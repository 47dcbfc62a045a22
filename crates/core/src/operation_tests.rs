// SPDX-License-Identifier: MIT
// Copyright (c) 2026 Immo Labs

#![allow(clippy::unwrap_used)]

use super::*;

fn sample_record() -> Operation {
    Operation {
        id: "op-001".to_string(),
        commercial_name: "Résidence Les Jardins".to_string(),
        company_id: "1111".to_string(),
        address: "123 Avenue des Fleurs, 75001 Paris".to_string(),
        delivery_date: NaiveDate::from_ymd_opt(2023, 12, 15).unwrap(),
        available_lots: 24,
        reserved_lots: 12,
    }
}

#[test]
fn operation_serializes_camel_case() {
    let json = serde_json::to_value(sample_record()).unwrap();
    assert_eq!(json["commercialName"], "Résidence Les Jardins");
    assert_eq!(json["companyId"], "1111");
    assert_eq!(json["deliveryDate"], "2023-12-15");
    assert_eq!(json["availableLots"], 24);
    assert_eq!(json["reservedLots"], 12);
}

#[test]
fn operation_deserializes_without_reserved_lots() {
    let json = r#"{
        "id": "op-002",
        "commercialName": "Le Clos des Vignes",
        "companyId": "1111",
        "address": "45 Rue du Château, 69002 Lyon",
        "deliveryDate": "2024-03-20",
        "availableLots": 18
    }"#;
    let record: Operation = serde_json::from_str(json).unwrap();
    assert_eq!(record.reserved_lots, 0);
}

#[test]
fn display_from_record_formats_lots() {
    let display = DisplayOperation::from_record(&sample_record());
    assert_eq!(display.lots, "12/24");
    assert!(!display.is_pending);
    assert_eq!(display.title, "Résidence Les Jardins");
}

#[test]
fn display_from_pending_is_flagged_and_keeps_local_id() {
    let pending = PendingWrite {
        local_id: "pending-1700000000000-a1b2c3d4e".to_string(),
        draft: OperationDraft {
            commercial_name: "Les Terrasses".to_string(),
            company_id: "2222".to_string(),
            address: "8 Boulevard Maritime, 06000 Nice".to_string(),
            delivery_date: NaiveDate::from_ymd_opt(2024, 6, 10).unwrap(),
            available_lots: 32,
        },
        enqueued_at_ms: 1_700_000_000_000,
    };
    let display = DisplayOperation::from_pending(&pending);
    assert!(display.is_pending);
    assert_eq!(display.id, pending.local_id);
    assert_eq!(display.lots, "0/32");
}

#[test]
fn pending_write_round_trips_through_json() {
    let pending = PendingWrite {
        local_id: "pending-1-abc".to_string(),
        draft: OperationDraft {
            commercial_name: "Test".to_string(),
            company_id: "3333".to_string(),
            address: "1 Rue A".to_string(),
            delivery_date: NaiveDate::from_ymd_opt(2025, 1, 1).unwrap(),
            available_lots: 4,
        },
        enqueued_at_ms: 42,
    };
    let json = serde_json::to_string(&pending).unwrap();
    let back: PendingWrite = serde_json::from_str(&json).unwrap();
    assert_eq!(back, pending);
}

__________

When you write out the listing, keep every line exactly as it is above.

Output of the task =>
repository 47dcbfc62a045a22
filename crates/core/src/operation_tests.rs
// SPDX-License-Identifier: MIT
// Copyright (c) 2026 Immo Labs

#![allow(clippy::unwrap_used)]

use super::*;

fn sample_record() -> Operation {
    Operation {
        id: "op-001".to_string(),
        commercial_name: "Résidence Les Jardins".to_string(),
        company_id: "1111".to_string(),
        address: "123 Avenue des Fleurs, 75001 Paris".to_string(),
        delivery_date: NaiveDate::from_ymd_opt(2023, 12, 15).unwrap(),
        available_lots: 24,
        reserved_lots: 12,
    }
}

#[test]
fn operation_serializes_camel_case() {
    let json = serde_json::to_value(sample_record()).unwrap();
    assert_eq!(json["commercialName"], "Résidence Les Jardins");
    assert_eq!(json["companyId"], "1111");
    assert_eq!(json["deliveryDate"], "2023-12-15");
    assert_eq!(json["availableLots"], 24);
    assert_eq!(json["reservedLots"], 12);
}

#[test]
fn operation_deserializes_without_reserved_lots() {
    let json = r#"{
        "id": "op-002",
        "commercialName": "Le Clos des Vignes",
        "companyId": "1111",
        "address": "45 Rue du Château, 69002 Lyon",
        "deliveryDate": "2024-03-20",
        "availableLots": 18
    }"#;
    let record: Operation = serde_json::from_str(json).unwrap();
    assert_eq!(record.reserved_lots, 0);
}

#[test]
fn display_from_record_formats_lots() {
    let display = DisplayOperation::from_record(&sample_record());
    assert_eq!(display.lots, "12/24");
    assert!(!display.is_pending);
    assert_eq!(display.title, "Résidence Les Jardins");
}

#[test]
fn display_from_pending_is_flagged_and_keeps_local_id() {
    let pending = PendingWrite {
        local_id: "pending-1700000000000-a1b2c3d4e".to_string(),
        draft: OperationDraft {
            commercial_name: "Les Terrasses".to_string(),
            company_id: "2222".to_string(),
            address: "8 Boulevard Maritime, 06000 Nice".to_string(),
            delivery_date: NaiveDate::from_ymd_opt(2024, 6, 10).unwrap(),
            available_lots: 32,
        },
        enqueued_at_ms: 1_700_000_000_000,
    };
    let display = DisplayOperation::from_pending(&pending);
    assert!(display.is_pending);
    assert_eq!(display.id, pending.local_id);
    assert_eq!(display.lots, "0/32");
}

#[test]
fn pending_write_round_trips_through_json() {
    let pending = PendingWrite {
        local_id: "pending-1-abc".to_string(),
        draft: OperationDraft {
            commercial_name: "Test".to_string(),
            company_id: "3333".to_string(),
            address: "1 Rue A".to_string(),
            delivery_date: NaiveDate::from_ymd_opt(2025, 1, 1).unwrap(),
            available_lots: 4,
        },
        enqueued_at_ms: 42,
    };
    let json = serde_json::to_string(&pending).unwrap();
    let back: PendingWrite = serde_json::from_str(&json).unwrap();
    assert_eq!(back, pending);
}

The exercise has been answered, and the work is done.